* What you should do *
Could you copy every line of the data that contains "derive"?
++++++
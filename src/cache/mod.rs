//! Redis-backed cache facade and the cache-aside read path.
//!
//! The facade is safe to use when Redis is unreachable: every operation
//! returns an error instead of failing the process, and `read_through`
//! treats any read error as a miss. Values are JSON-encoded; each data
//! class carries its own TTL tier below.

pub mod keys;

use std::future::Future;
use std::time::Duration;

use redis::aio::ConnectionManager;
use redis::AsyncCommands;
use serde::de::DeserializeOwned;
use serde::Serialize;
use thiserror::Error;
use tracing::{debug, info, warn};

use crate::config::RedisConfig;

/// TTL tiers by data volatility.
pub const TTL_LIVE_VEHICLES: Duration = Duration::from_secs(10);
pub const TTL_TRIP_UPDATES: Duration = Duration::from_secs(10);
pub const TTL_ALERTS: Duration = Duration::from_secs(60);
pub const TTL_ROUTE_LIST: Duration = Duration::from_secs(24 * 60 * 60);
pub const TTL_ROUTE_TRIPS: Duration = Duration::from_secs(12 * 60 * 60);
pub const TTL_ROUTE_STOPS: Duration = Duration::from_secs(12 * 60 * 60);
pub const TTL_CONNECTIVITY: Duration = Duration::from_secs(6 * 60 * 60);

#[derive(Debug, Error)]
pub enum CacheError {
    /// The backing store was never reached at startup; callers may bypass
    /// caching entirely.
    #[error("cache backend not initialized")]
    Unavailable,
    /// The key is absent (or expired). Distinct from `Backend` so
    /// diagnostics can tell backend-down from key-absent.
    #[error("key not found")]
    Miss,
    #[error("redis error: {0}")]
    Backend(#[from] redis::RedisError),
    #[error("serialization error: {0}")]
    Serialization(#[from] serde_json::Error),
}

/// Minimal key-value contract the cache-aside path needs. Implemented by
/// [`Cache`] over Redis; tests substitute an in-memory store.
pub trait KeyValueStore {
    fn get_raw(
        &self,
        key: &str,
    ) -> impl Future<Output = Result<Option<String>, CacheError>> + Send;
    fn set_raw(
        &self,
        key: &str,
        value: String,
        ttl: Duration,
    ) -> impl Future<Output = Result<(), CacheError>> + Send;
    fn delete(&self, key: &str) -> impl Future<Output = Result<(), CacheError>> + Send;
    fn health(&self) -> impl Future<Output = Result<(), CacheError>> + Send;
}

/// Typed get/set over any [`KeyValueStore`], JSON-encoded.
pub trait KeyValueStoreExt: KeyValueStore {
    fn get<T: DeserializeOwned>(
        &self,
        key: &str,
    ) -> impl Future<Output = Result<T, CacheError>> + Send
    where
        Self: Sync,
    {
        async move {
            match self.get_raw(key).await? {
                Some(payload) => Ok(serde_json::from_str(&payload)?),
                None => Err(CacheError::Miss),
            }
        }
    }

    fn set<T: Serialize + Sync>(
        &self,
        key: &str,
        value: &T,
        ttl: Duration,
    ) -> impl Future<Output = Result<(), CacheError>> + Send
    where
        Self: Sync,
    {
        async move {
            let payload = serde_json::to_string(value)?;
            self.set_raw(key, payload, ttl).await
        }
    }
}

impl<S: KeyValueStore> KeyValueStoreExt for S {}

/// Cache-aside: return the cached value on a hit; on a miss (or any cache
/// error) invoke `fetch`, best-effort store the result with `ttl`, and
/// return it. A failed store only forfeits the next request's shortcut.
pub async fn read_through<S, T, E, F, Fut>(
    store: &S,
    key: &str,
    ttl: Duration,
    fetch: F,
) -> Result<T, E>
where
    S: KeyValueStore + Sync,
    T: Serialize + DeserializeOwned + Sync,
    F: FnOnce() -> Fut,
    Fut: Future<Output = Result<T, E>>,
{
    match store.get::<T>(key).await {
        Ok(value) => {
            debug!(key, "cache hit");
            return Ok(value);
        }
        Err(CacheError::Miss) => debug!(key, "cache miss"),
        Err(e) => debug!(key, error = %e, "cache read failed, treating as miss"),
    }

    let value = fetch().await?;

    if let Err(e) = store.set(key, &value, ttl).await {
        warn!(key, error = %e, "cache write failed");
    }

    Ok(value)
}

/// Redis-backed implementation of the facade.
#[derive(Clone)]
pub struct Cache {
    conn: Option<ConnectionManager>,
}

impl Cache {
    /// Connect to Redis and verify with a ping. On any failure the facade
    /// comes up disconnected and the process continues without caching,
    /// mirroring a cold cache.
    pub async fn connect(config: &RedisConfig) -> Self {
        match Self::try_connect(config).await {
            Ok(cache) => {
                info!(host = %config.host, port = config.port, db = config.db, "Connected to Redis");
                cache
            }
            Err(e) => {
                warn!(error = %e, "Redis connection failed, continuing without caching");
                Self::disconnected()
            }
        }
    }

    pub fn disconnected() -> Self {
        Self { conn: None }
    }

    async fn try_connect(config: &RedisConfig) -> Result<Self, CacheError> {
        let client = redis::Client::open(config.url())?;
        let mut conn = ConnectionManager::new(client).await?;
        let _: String = redis::cmd("PING").query_async(&mut conn).await?;
        Ok(Self { conn: Some(conn) })
    }

    fn connection(&self) -> Result<ConnectionManager, CacheError> {
        self.conn.clone().ok_or(CacheError::Unavailable)
    }
}

impl KeyValueStore for Cache {
    async fn get_raw(&self, key: &str) -> Result<Option<String>, CacheError> {
        let mut conn = self.connection()?;
        Ok(conn.get(key).await?)
    }

    async fn set_raw(&self, key: &str, value: String, ttl: Duration) -> Result<(), CacheError> {
        let mut conn = self.connection()?;
        let _: () = conn.set_ex(key, value, ttl.as_secs()).await?;
        Ok(())
    }

    async fn delete(&self, key: &str) -> Result<(), CacheError> {
        let mut conn = self.connection()?;
        let _: () = conn.del(key).await?;
        Ok(())
    }

    async fn health(&self) -> Result<(), CacheError> {
        let mut conn = self.connection()?;
        let _: String = redis::cmd("PING").query_async(&mut conn).await?;
        Ok(())
    }
}

#[cfg(test)]
mod tests {
    use super::*;
    use std::collections::HashMap;
    use std::sync::atomic::{AtomicUsize, Ordering};
    use std::sync::Mutex;

    /// In-memory store that records how many reads and writes it served.
    #[derive(Default)]
    struct RecordingStore {
        entries: Mutex<HashMap<String, String>>,
        gets: AtomicUsize,
        sets: AtomicUsize,
    }

    impl KeyValueStore for RecordingStore {
        async fn get_raw(&self, key: &str) -> Result<Option<String>, CacheError> {
            self.gets.fetch_add(1, Ordering::SeqCst);
            Ok(self.entries.lock().unwrap().get(key).cloned())
        }

        async fn set_raw(
            &self,
            key: &str,
            value: String,
            _ttl: Duration,
        ) -> Result<(), CacheError> {
            self.sets.fetch_add(1, Ordering::SeqCst);
            self.entries.lock().unwrap().insert(key.to_string(), value);
            Ok(())
        }

        async fn delete(&self, key: &str) -> Result<(), CacheError> {
            self.entries.lock().unwrap().remove(key);
            Ok(())
        }

        async fn health(&self) -> Result<(), CacheError> {
            Ok(())
        }
    }

    /// Store whose every operation fails, as when Redis is down.
    struct DownStore;

    impl KeyValueStore for DownStore {
        async fn get_raw(&self, _key: &str) -> Result<Option<String>, CacheError> {
            Err(CacheError::Unavailable)
        }

        async fn set_raw(
            &self,
            _key: &str,
            _value: String,
            _ttl: Duration,
        ) -> Result<(), CacheError> {
            Err(CacheError::Unavailable)
        }

        async fn delete(&self, _key: &str) -> Result<(), CacheError> {
            Err(CacheError::Unavailable)
        }

        async fn health(&self) -> Result<(), CacheError> {
            Err(CacheError::Unavailable)
        }
    }

    #[tokio::test]
    async fn first_read_fetches_and_stores_once() {
        let store = RecordingStore::default();
        let fetches = AtomicUsize::new(0);

        let value: Vec<String> = read_through(&store, "live:Red", TTL_LIVE_VEHICLES, || async {
            fetches.fetch_add(1, Ordering::SeqCst);
            Ok::<_, CacheError>(vec!["vehicle-1".to_string()])
        })
        .await
        .unwrap();

        assert_eq!(value, vec!["vehicle-1"]);
        assert_eq!(fetches.load(Ordering::SeqCst), 1);
        assert_eq!(store.sets.load(Ordering::SeqCst), 1);
    }

    #[tokio::test]
    async fn second_read_within_ttl_skips_upstream() {
        let store = RecordingStore::default();
        let fetches = AtomicUsize::new(0);

        for _ in 0..2 {
            let _: Vec<String> = read_through(&store, "live:Red", TTL_LIVE_VEHICLES, || async {
                fetches.fetch_add(1, Ordering::SeqCst);
                Ok::<_, CacheError>(vec!["vehicle-1".to_string()])
            })
            .await
            .unwrap();
        }

        assert_eq!(fetches.load(Ordering::SeqCst), 1);
        assert_eq!(store.sets.load(Ordering::SeqCst), 1);
        assert_eq!(store.gets.load(Ordering::SeqCst), 2);
    }

    #[tokio::test]
    async fn distinct_keys_do_not_share_entries() {
        let store = RecordingStore::default();
        let fetches = AtomicUsize::new(0);

        for key in ["live:Red", "live:Blue"] {
            let _: Vec<String> = read_through(&store, key, TTL_LIVE_VEHICLES, || async {
                fetches.fetch_add(1, Ordering::SeqCst);
                Ok::<_, CacheError>(vec![key.to_string()])
            })
            .await
            .unwrap();
        }

        assert_eq!(fetches.load(Ordering::SeqCst), 2);
    }

    #[tokio::test]
    async fn unreachable_store_still_returns_fresh_value() {
        let fetches = AtomicUsize::new(0);

        let value: u32 = read_through(&DownStore, "routes:all", TTL_ROUTE_LIST, || async {
            fetches.fetch_add(1, Ordering::SeqCst);
            Ok::<_, CacheError>(7)
        })
        .await
        .unwrap();

        assert_eq!(value, 7);
        assert_eq!(fetches.load(Ordering::SeqCst), 1);

        // Every request pays the upstream cost, but none fail.
        let value: u32 = read_through(&DownStore, "routes:all", TTL_ROUTE_LIST, || async {
            fetches.fetch_add(1, Ordering::SeqCst);
            Ok::<_, CacheError>(7)
        })
        .await
        .unwrap();
        assert_eq!(value, 7);
        assert_eq!(fetches.load(Ordering::SeqCst), 2);
    }

    #[tokio::test]
    async fn fetch_error_propagates_and_stores_nothing() {
        let store = RecordingStore::default();

        let result: Result<u32, CacheError> =
            read_through(&store, "alerts:all", TTL_ALERTS, || async {
                Err(CacheError::Miss)
            })
            .await;

        assert!(result.is_err());
        assert_eq!(store.sets.load(Ordering::SeqCst), 0);
    }

    #[tokio::test]
    async fn undecodable_entry_is_treated_as_miss() {
        let store = RecordingStore::default();
        store
            .entries
            .lock()
            .unwrap()
            .insert("routes:all".to_string(), "not json".to_string());

        let value: u32 = read_through(&store, "routes:all", TTL_ROUTE_LIST, || async {
            Ok::<_, CacheError>(42)
        })
        .await
        .unwrap();

        assert_eq!(value, 42);
        // The bad entry was overwritten with the fresh value.
        assert_eq!(
            store.entries.lock().unwrap().get("routes:all").unwrap(),
            "42"
        );
    }

    #[tokio::test]
    async fn typed_get_distinguishes_miss() {
        let store = RecordingStore::default();
        let err = store.get::<u32>("absent").await.unwrap_err();
        assert!(matches!(err, CacheError::Miss));

        store.set("present", &5u32, TTL_ALERTS).await.unwrap();
        assert_eq!(store.get::<u32>("present").await.unwrap(), 5);
    }

    #[tokio::test]
    async fn disconnected_facade_errors_instead_of_panicking() {
        let cache = Cache::disconnected();
        assert!(matches!(
            cache.get_raw("k").await.unwrap_err(),
            CacheError::Unavailable
        ));
        assert!(matches!(
            cache
                .set_raw("k", "v".into(), TTL_ALERTS)
                .await
                .unwrap_err(),
            CacheError::Unavailable
        ));
        assert!(matches!(
            cache.delete("k").await.unwrap_err(),
            CacheError::Unavailable
        ));
        assert!(matches!(
            cache.health().await.unwrap_err(),
            CacheError::Unavailable
        ));
    }
}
++++++
* Task response *
#[derive(Debug, Error)]
#[derive(Clone)]
    #[derive(Default)]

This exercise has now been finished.